Vender muito e não ver a cor do dinheiro no fim do mês é o pesadelo de qualquer empreendedora no ramo de doces. E, na grande maioria das vezes, o vilão dessa história tem nome: precificação incorreta.

Com a visão da administração de empresas aplicada à cozinha, sabemos que precificar não é um jogo de adivinhação. É matemática, estratégia e gestão pura. Abaixo, listamos os erros mais fatais na hora de dar preço aos seus doces e como blindar o seu caixa contra eles.
1. O mito de “multiplicar os ingredientes por 3”
Esse é, de longe, o erro mais clássico da confeitaria amadora. A regra antiga dizia que você soma os ingredientes, multiplica por três e encontra o preço de venda (uma parte para o custo, uma para você e uma para o negócio). Por que é um erro: Essa conta cega ignora totalmente a sua estrutura de custos atual. Ela não cobre embalagens caras, taxas de entrega, variação na conta de luz ou o desgaste dos seus equipamentos (depreciação). Como evitar: Use uma planilha de precificação detalhada. Some os custos variáveis (ingredientes e embalagens) e adicione um percentual real que cubra seus custos fixos e garanta a sua margem de lucro líquido.
2. Copiar o preço da concorrência às cegas
Olhar o mercado é importante, mas definir o seu preço baseando-se no da confeiteira do bairro vizinho é assinar um atestado de falência. Por que é um erro: Você não sabe se a sua concorrente compra insumos em atacado, se ela paga aluguel, ou pior: se ela mesma está tendo prejuízo e pagando para trabalhar. Como evitar: O seu preço deve ser baseado na sua realidade financeira e nos seus custos. Se o seu valor final ficar mais alto que o da concorrência, o seu foco deve ser em agregar valor ao produto (embalagem, atendimento, qualidade) e não em entrar numa guerra de preços.
3. Esquecer de cobrar pela própria mão de obra
Muitas confeiteiras acham que o lucro do doce já é o seu salário. Isso é um erro grave de gestão financeira. Por que é um erro: O lucro pertence à empresa (para reinvestimento e caixa). O seu trabalho braçal e o seu tempo devem ser remunerados através do pró-labore ou do custo da hora trabalhada incluído na ficha técnica de cada receita. Como evitar: Defina quanto você quer ganhar por mês e divida pelas horas que trabalha. Esse será o valor da sua hora. Se um bolo leva 3 horas para ser feito, o custo dessas 3 horas deve estar embutido no preço final.

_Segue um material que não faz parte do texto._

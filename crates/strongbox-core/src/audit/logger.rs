use chrono::{DateTime, Utc};
use futures::Stream;
use serde::Serialize;
use std::collections::VecDeque;
use std::sync::atomic::{AtomicU64, Ordering};
use std::sync::{Arc, Mutex, PoisonError};
use std::time::Duration;
use tokio::sync::{mpsc, oneshot};
use tracing::{debug, error, warn};

use super::{AuditCursor, AuditFilter, AuditLogEntry, AuditRecord, AuditSink};
use crate::config::AuditSettings;
use crate::error::Result;

/// How long a non-empty retry buffer waits for new traffic before retrying the sink.
const RETRY_INTERVAL: Duration = Duration::from_millis(500);

enum Command {
    Append(AuditRecord),
    Flush(oneshot::Sender<()>),
}

#[derive(Default)]
struct Counters {
    recorded: AtomicU64,
    dropped: AtomicU64,
    sink_failures: AtomicU64,
    buffered: AtomicU64,
}

/// Snapshot of the logger's monitoring counters.
#[derive(Debug, Clone, Copy, PartialEq, Eq, Serialize)]
pub struct AuditStats {
    /// Entries accepted into the queue.
    pub recorded: u64,
    /// Entries lost because the queue or the retry buffer was full.
    pub dropped: u64,
    /// Failed or timed-out sink writes.
    pub sink_failures: u64,
    /// Entries waiting in the retry buffer for the sink to recover.
    pub buffered: u64,
}

/// Stamps monotone (timestamp, seq) positions.
struct Sequencer {
    seq: u64,
    last: Option<DateTime<Utc>>,
}

/// Append-only audit trail with a background writer.
///
/// `record` never blocks and never fails: entries go through a bounded
/// queue to a writer task that appends them to the sink under a write
/// timeout. While the sink is unavailable entries wait in a bounded retry
/// buffer; overflow is dropped and counted.
pub struct AuditLogger {
    tx: mpsc::Sender<Command>,
    sink: Arc<dyn AuditSink>,
    counters: Arc<Counters>,
    sequencer: Mutex<Sequencer>,
    page_size: usize,
}

impl AuditLogger {
    /// Start the writer task. Sequence numbers continue after the newest
    /// record already in the sink.
    pub async fn start(sink: Arc<dyn AuditSink>, settings: &AuditSettings) -> Result<Self> {
        let last = sink.last_cursor().await?;
        let (tx, rx) = mpsc::channel(settings.queue_capacity.max(1));
        let counters = Arc::new(Counters::default());

        tokio::spawn(run_writer(
            rx,
            sink.clone(),
            counters.clone(),
            settings.write_timeout(),
            settings.retry_buffer,
        ));

        Ok(Self {
            tx,
            sink,
            counters,
            sequencer: Mutex::new(Sequencer {
                seq: last.map(|c| c.seq).unwrap_or(0),
                last: last.map(|c| c.timestamp),
            }),
            page_size: settings.page_size.max(1),
        })
    }

    /// Queue an entry for the sink.
    ///
    /// Positions are stamped and queued under one lock, so the writer sees
    /// records in (timestamp, seq) order and a cursor taken mid-stream never
    /// skips an entry that is still on its way.
    pub fn record(&self, mut entry: AuditLogEntry) {
        let mut sequencer = self.sequencer.lock().unwrap_or_else(PoisonError::into_inner);
        let seq = sequencer.seq + 1;
        // Clock steps backwards must not reorder the trail.
        if let Some(last) = sequencer.last {
            entry.timestamp = entry.timestamp.max(last);
        }
        let timestamp = entry.timestamp;

        match self.tx.try_send(Command::Append(AuditRecord { seq, entry })) {
            Ok(()) => {
                sequencer.seq = seq;
                sequencer.last = Some(timestamp);
                self.counters.recorded.fetch_add(1, Ordering::Relaxed);
            }
            Err(e) => {
                drop(sequencer);
                self.counters.dropped.fetch_add(1, Ordering::Relaxed);
                let record = match e {
                    mpsc::error::TrySendError::Full(Command::Append(r))
                    | mpsc::error::TrySendError::Closed(Command::Append(r)) => Some(r),
                    _ => None,
                };
                if let Some(r) = record {
                    warn!(
                        seq = r.seq,
                        entry_type = %r.entry.entry_type,
                        resource = %r.entry.resource,
                        "audit queue unavailable; entry dropped"
                    );
                }
            }
        }
    }

    /// Wait until every entry recorded before this call has been offered to the sink.
    pub async fn flush(&self) {
        let (done_tx, done_rx) = oneshot::channel();
        if self.tx.send(Command::Flush(done_tx)).await.is_ok() {
            let _ = done_rx.await;
        }
    }

    pub fn stats(&self) -> AuditStats {
        AuditStats {
            recorded: self.counters.recorded.load(Ordering::Relaxed),
            dropped: self.counters.dropped.load(Ordering::Relaxed),
            sink_failures: self.counters.sink_failures.load(Ordering::Relaxed),
            buffered: self.counters.buffered.load(Ordering::Relaxed),
        }
    }

    /// Lazy, ordered enumeration of stored entries matching `filter`.
    pub fn entries(
        &self,
        filter: AuditFilter,
    ) -> impl Stream<Item = Result<AuditRecord>> + Send + use<> {
        self.entries_after(filter, None)
    }

    /// Resume an enumeration strictly after `after`.
    pub fn entries_after(
        &self,
        filter: AuditFilter,
        after: Option<AuditCursor>,
    ) -> impl Stream<Item = Result<AuditRecord>> + Send + use<> {
        let pager = Pager {
            sink: self.sink.clone(),
            filter,
            after,
            page: VecDeque::new(),
            page_size: self.page_size,
            exhausted: false,
        };

        futures::stream::unfold(pager, |mut pager| async move {
            if pager.page.is_empty() && !pager.exhausted {
                match pager
                    .sink
                    .query(&pager.filter, pager.after.as_ref(), pager.page_size)
                    .await
                {
                    Ok(batch) => {
                        pager.exhausted = batch.len() < pager.page_size;
                        pager.page.extend(batch);
                    }
                    Err(e) => {
                        pager.exhausted = true;
                        return Some((Err(e), pager));
                    }
                }
            }
            let record = pager.page.pop_front()?;
            pager.after = Some(record.cursor());
            Some((Ok(record), pager))
        })
    }
}

struct Pager {
    sink: Arc<dyn AuditSink>,
    filter: AuditFilter,
    after: Option<AuditCursor>,
    page: VecDeque<AuditRecord>,
    page_size: usize,
    exhausted: bool,
}

async fn run_writer(
    mut rx: mpsc::Receiver<Command>,
    sink: Arc<dyn AuditSink>,
    counters: Arc<Counters>,
    write_timeout: Duration,
    retry_capacity: usize,
) {
    let mut pending: VecDeque<AuditRecord> = VecDeque::new();

    loop {
        let command = if pending.is_empty() {
            rx.recv().await
        } else {
            match tokio::time::timeout(RETRY_INTERVAL, rx.recv()).await {
                Ok(command) => command,
                Err(_) => {
                    drain(&mut pending, sink.as_ref(), &counters, write_timeout).await;
                    continue;
                }
            }
        };

        match command {
            Some(Command::Append(record)) => {
                pending.push_back(record);
                drain(&mut pending, sink.as_ref(), &counters, write_timeout).await;
                shed_overflow(&mut pending, &counters, retry_capacity);
            }
            Some(Command::Flush(done)) => {
                drain(&mut pending, sink.as_ref(), &counters, write_timeout).await;
                let _ = done.send(());
            }
            None => break,
        }
    }

    drain(&mut pending, sink.as_ref(), &counters, write_timeout).await;
    if !pending.is_empty() {
        error!(lost = pending.len(), "audit writer stopped with undelivered entries");
    }
    debug!("audit writer stopped");
}

/// Append buffered records in order until the sink refuses one.
async fn drain(
    pending: &mut VecDeque<AuditRecord>,
    sink: &dyn AuditSink,
    counters: &Counters,
    write_timeout: Duration,
) {
    while let Some(record) = pending.front() {
        let seq = record.seq;
        let result = tokio::time::timeout(write_timeout, sink.append(record)).await;
        match result {
            Ok(Ok(())) => {
                pending.pop_front();
            }
            Ok(Err(e)) => {
                counters.sink_failures.fetch_add(1, Ordering::Relaxed);
                error!(seq, error = %e, "audit sink write failed");
                break;
            }
            Err(_) => {
                counters.sink_failures.fetch_add(1, Ordering::Relaxed);
                error!(
                    seq,
                    timeout_ms = write_timeout.as_millis() as u64,
                    "audit sink write timed out"
                );
                break;
            }
        }
    }
    counters.buffered.store(pending.len() as u64, Ordering::Relaxed);
}

fn shed_overflow(pending: &mut VecDeque<AuditRecord>, counters: &Counters, capacity: usize) {
    let excess = pending.len().saturating_sub(capacity);
    if excess == 0 {
        return;
    }
    pending.drain(..excess);
    counters.dropped.fetch_add(excess as u64, Ordering::Relaxed);
    counters.buffered.store(pending.len() as u64, Ordering::Relaxed);
    warn!(dropped = excess, "audit retry buffer full; oldest entries dropped");
}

Às vezes, os momentos mais simples contêm a sabedoria mais profunda. Deixe seus pensamentos se acalmarem, e a clareza virá até você. O preço do seu produto dita o valor do seu negócio no mercado. Precificar com base no achismo é o caminho mais rápido para a exaustão física e financeira. A precisão é a melhor amiga do seu lucro.
4. Ignorar as taxas ocultas (Maquininhas e Aplicativos)
Oferecer facilidade de pagamento atrai clientes, mas esquecer de contabilizar essas facilidades destrói a margem de lucro. Por que é um erro: As taxas de maquininhas de cartão, links de pagamento ou comissões de aplicativos de delivery (como iFood) podem comer de 3% a 20% do valor da sua venda. Como evitar: Essas taxas precisam ser embutidas no cálculo final. O cliente deve absorver esse custo operacional da comodidade, ou você deve oferecer um desconto estratégico apenas para pagamentos à vista via Pix.
Conclusão
Para ter um negócio previsível e rentável, revise sua estratégia financeira hoje mesmo seguindo estes pilares:
Proteja sua margem: Repasse as taxas de cartão e aplicativos para o preço final.
Abandone multiplicadores mágicos: Calcule centavo por centavo na ficha técnica.
Valorize o seu tempo: Inclua o custo da sua hora de trabalho na receita.
Olhe para o próprio umbigo: Conheça os seus custos antes de olhar o preço do vizinho.